"""NLP data sets.

Uses HuggingFace
`transformers <https://huggingface.co/docs/transformers/index>`_. as dependency.
"""
from pathlib import Path
from typing import Callable, Sequence

import numpy as np
import pandas as pd
import torch
from torch.utils.data import DataLoader
from tqdm import tqdm

from opendataval.dataloader.register import Register, cache
from opendataval.dataloader.util import FolderDataset, ListDataset


def BertEmbeddings(
    func: Callable[[str, bool], tuple[Sequence[str], np.ndarray]], batch_size: int = 128
):
    """Convert text data into pooled embeddings with DistilBERT model.

    Given a data set with a list of string, such as NLP data set function (see below),
    converts the sentences into strings. It is the equivalent of training a downstream
    task with bert but all the BERT layers are frozen. It is advised to just
    train with the raw strings with a BERT model located in models/bert.py or defining
    your own model. DistilBERT is just a faster version of BERT

    References
    ----------
    .. [1] J. Devlin, M.W. Chang, K. Lee, and K. Toutanova,
        BERT: Pre-training of Deep Bidirectional Transformers for Language Understanding
        arXiv.org, 2018. Available: https://arxiv.org/abs/1810.04805.
    .. [2] V. Sanh, L. Debut, J. Chaumond, and T. Wolf,
        DistilBERT, a distilled version of BERT: smaller, faster, cheaper and lighter
        arXiv.org, 2019. Available: https://arxiv.org/abs/1910.01108.
    """

    def wrapper(
        cache_dir: str, force_download: bool, *args, **kwargs
    ) -> tuple[torch.Tensor, np.ndarray]:
        from transformers import DistilBertModel, DistilBertTokenizerFast

        BERT_PRETRAINED_NAME = "distilbert-base-cased"  # TODO update this

        cache_dir = Path(cache_dir)
        embed_path = cache_dir / f"{func.__name__}_embed"

        dataset, labels = func(cache_dir, force_download, *args, **kwargs)

        if FolderDataset.exists(embed_path):
            return FolderDataset.load(embed_path), labels

        # Slow down on gpu vs cpu is quite substantial, uses gpu accel if available
        device = torch.device(
            "cuda"
            if torch.cuda.is_available()
            else "mps"
            if torch.backends.mps.is_available()
            else "cpu"
        )

        tokenizer = DistilBertTokenizerFast.from_pretrained(BERT_PRETRAINED_NAME)
        bert_model = DistilBertModel.from_pretrained(BERT_PRETRAINED_NAME).to(device)
        folder_dataset = FolderDataset(embed_path)

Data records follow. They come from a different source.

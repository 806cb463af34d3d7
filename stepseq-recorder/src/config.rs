//! Recorder configuration.

use crate::error::RecorderError;
use serde::{Deserialize, Serialize};
use std::path::{Path, PathBuf};

/// Recorder configuration, loadable from a YAML file.
#[derive(Debug, Clone, Serialize, Deserialize)]
#[serde(default)]
pub struct RecorderConfig {
    /// Master switch; a disabled recorder accepts samples and drops them.
    pub enabled: bool,

    /// Directory holding the sample files. Created on open.
    pub directory: PathBuf,

    /// Samples per file before rotating to a new one.
    pub max_samples_per_file: u64,

    /// Number of files kept on disk; rotation prunes the oldest beyond
    /// this.
    pub max_file_count: usize,
}

impl Default for RecorderConfig {
    fn default() -> Self {
        Self {
            enabled: true,
            directory: PathBuf::from("work/recorder"),
            // One day of samples at a 100ms tick.
            max_samples_per_file: 864_000,
            max_file_count: 15,
        }
    }
}

impl RecorderConfig {
    /// Loads configuration from a YAML file.
    pub fn from_file(path: impl AsRef<Path>) -> Result<Self, RecorderError> {
        let content = std::fs::read_to_string(path.as_ref())?;
        let config: RecorderConfig = serde_yaml::from_str(&content)?;
        Ok(config)
    }

    pub fn with_directory(mut self, dir: impl Into<PathBuf>) -> Self {
        self.directory = dir.into();
        self
    }
}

        for batch_num, batch in tqdm(
            enumerate(DataLoader(dataset, batch_size, pin_memory=True, num_workers=4))
        ):
            bert_inputs = tokenizer.__call__(
                batch,
                max_length=200,
                padding=True,
                truncation=True,
                return_tensors="pt",
            ).to(device)
            bert_inputs = {inp: bert_inputs[inp] for inp in tokenizer.model_input_names}

            with torch.no_grad():
                pool_embed = bert_model(**bert_inputs)[0]
                word_embeddings = torch.mean(pool_embed, axis=1).detach().cpu()
            folder_dataset.write(batch_num, word_embeddings)

        folder_dataset.save()
        return folder_dataset, np.array(labels)

    return wrapper


@Register("bbc", cacheable=True, one_hot=True)
def download_bbc(cache_dir: str, force_download: bool):
    """Classification data set registered as ``"bbc"``.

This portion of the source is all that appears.